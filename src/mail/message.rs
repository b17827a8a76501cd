//! RFC2822/MIME assembly of calendar invitations.
//!
//! The composed text is a `multipart/mixed` message with a fixed boundary:
//! a plain-text part carrying the caller's body and a `text/calendar`
//! attachment (`invite.ics`, base64) carrying the rendered event. The whole
//! message is then base64url-encoded without padding, which is what the mail
//! provider's raw-send endpoint expects.

use base64::Engine as _;
use base64::engine::general_purpose::{STANDARD, URL_SAFE_NO_PAD};
use chrono::{DateTime, Utc};
use serde::{Deserialize, Serialize};
use thiserror::Error;
use uuid::Uuid;

use crate::calendar::EventDescriptor;
use crate::calendar::ics::{IcsError, render_invitation_calendar_body};

pub const BOUNDARY: &str = "boundary-separator";

/// Body line width for base64 parts (RFC 2045).
const BASE64_LINE_WIDTH: usize = 76;

#[derive(Debug, Error, PartialEq)]
pub enum ComposeError {
    #[error("Cannot create message without destination addresses")]
    NoRecipients,
    #[error(transparent)]
    Calendar(#[from] IcsError),
}

#[derive(Debug, Clone, Default, PartialEq, Serialize, Deserialize)]
#[serde(rename_all = "camelCase")]
pub struct InvitationRequest {
    #[serde(default)]
    pub to: Vec<String>,
    #[serde(default)]
    pub subject: String,
    #[serde(default)]
    pub body: String,
    #[serde(default)]
    pub event: Option<EventDescriptor>,
}

/// A transport-ready message. Never persisted.
#[derive(Debug, Clone, PartialEq)]
pub struct ComposedMessage {
    pub raw: String,
    pub sender: String,
    pub message_id: String,
}

pub fn join_recipients(to: &[String]) -> Result<String, ComposeError> {
    if to.is_empty() {
        return Err(ComposeError::NoRecipients);
    }
    Ok(to.join(", "))
}

/// `Ddd, DD Mon YYYY hh:mm:ss +0000`, always in UTC.
pub fn rfc2822_date(now: DateTime<Utc>) -> String {
    now.format("%a, %d %b %Y %H:%M:%S +0000").to_string()
}

pub fn encode_base64_url(message: &str) -> String {
    URL_SAFE_NO_PAD.encode(message.as_bytes())
}

pub fn compose_invitation(
    request: &InvitationRequest,
    sender: &str,
) -> Result<ComposedMessage, ComposeError> {
    compose_invitation_at(request, sender, Utc::now(), Uuid::new_v4())
}

pub fn compose_invitation_at(
    request: &InvitationRequest,
    sender: &str,
    now: DateTime<Utc>,
    message_uuid: Uuid,
) -> Result<ComposedMessage, ComposeError> {
    let message_id = format!("{}.{}", message_uuid, sender);
    let text = render_rfc2822(request, sender, now, &message_id)?;

    Ok(ComposedMessage {
        raw: encode_base64_url(&text),
        sender: sender.to_string(),
        message_id,
    })
}

pub fn render_rfc2822(
    request: &InvitationRequest,
    sender: &str,
    now: DateTime<Utc>,
    message_id: &str,
) -> Result<String, ComposeError> {
    let recipients = join_recipients(&request.to)?;
    let calendar_body = render_invitation_calendar_body(request.event.as_ref(), sender)?;
    let attachment = wrap_base64(&STANDARD.encode(calendar_body.as_bytes()));

    // Present by now: the calendar body could not have rendered without it.
    let (summary, start) = request
        .event
        .as_ref()
        .map(|e| (e.summary.as_str(), e.start_date_time.as_str()))
        .unwrap_or_default();

    let lines = [
        format!("From: {}", header_value(sender)),
        format!("To: {}", header_value(&recipients)),
        format!("Bcc: {}", header_value(sender)),
        format!("Date: {}", rfc2822_date(now)),
        format!(
            "Subject: {}",
            header_value(&format!("Invitation: {} @ {} ({})", summary, start, sender))
        ),
        format!("Message-ID: {}", header_value(message_id)),
        "MIME-Version: 1.0".to_string(),
        format!("Content-Type: multipart/mixed; boundary=\"{BOUNDARY}\""),
        String::new(),
        format!("--{BOUNDARY}"),
        "Content-Type: text/plain; charset=\"UTF-8\"".to_string(),
        String::new(),
        request.body.clone(),
        String::new(),
        format!("--{BOUNDARY}"),
        "Content-Type: text/calendar; charset=UTF-8; method=REQUEST".to_string(),
        "Content-Disposition: attachment; filename=\"invite.ics\"".to_string(),
        "Content-Transfer-Encoding: base64".to_string(),
        String::new(),
        attachment,
        format!("--{BOUNDARY}--"),
        String::new(),
    ];

    Ok(lines.join("\n"))
}

fn wrap_base64(encoded: &str) -> String {
    encoded
        .as_bytes()
        .chunks(BASE64_LINE_WIDTH)
        .map(String::from_utf8_lossy)
        .collect::<Vec<_>>()
        .join("\n")
}

/// Header values must stay on one line.
fn header_value(value: &str) -> String {
    value.replace(['\r', '\n'], " ")
}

....

Search the entries for the word "carrying", then gather every line that has it.

(Your solution):
//! a plain-text part carrying the caller's body and a `text/calendar`
//! attachment (`invite.ics`, base64) carrying the rendered event. The whole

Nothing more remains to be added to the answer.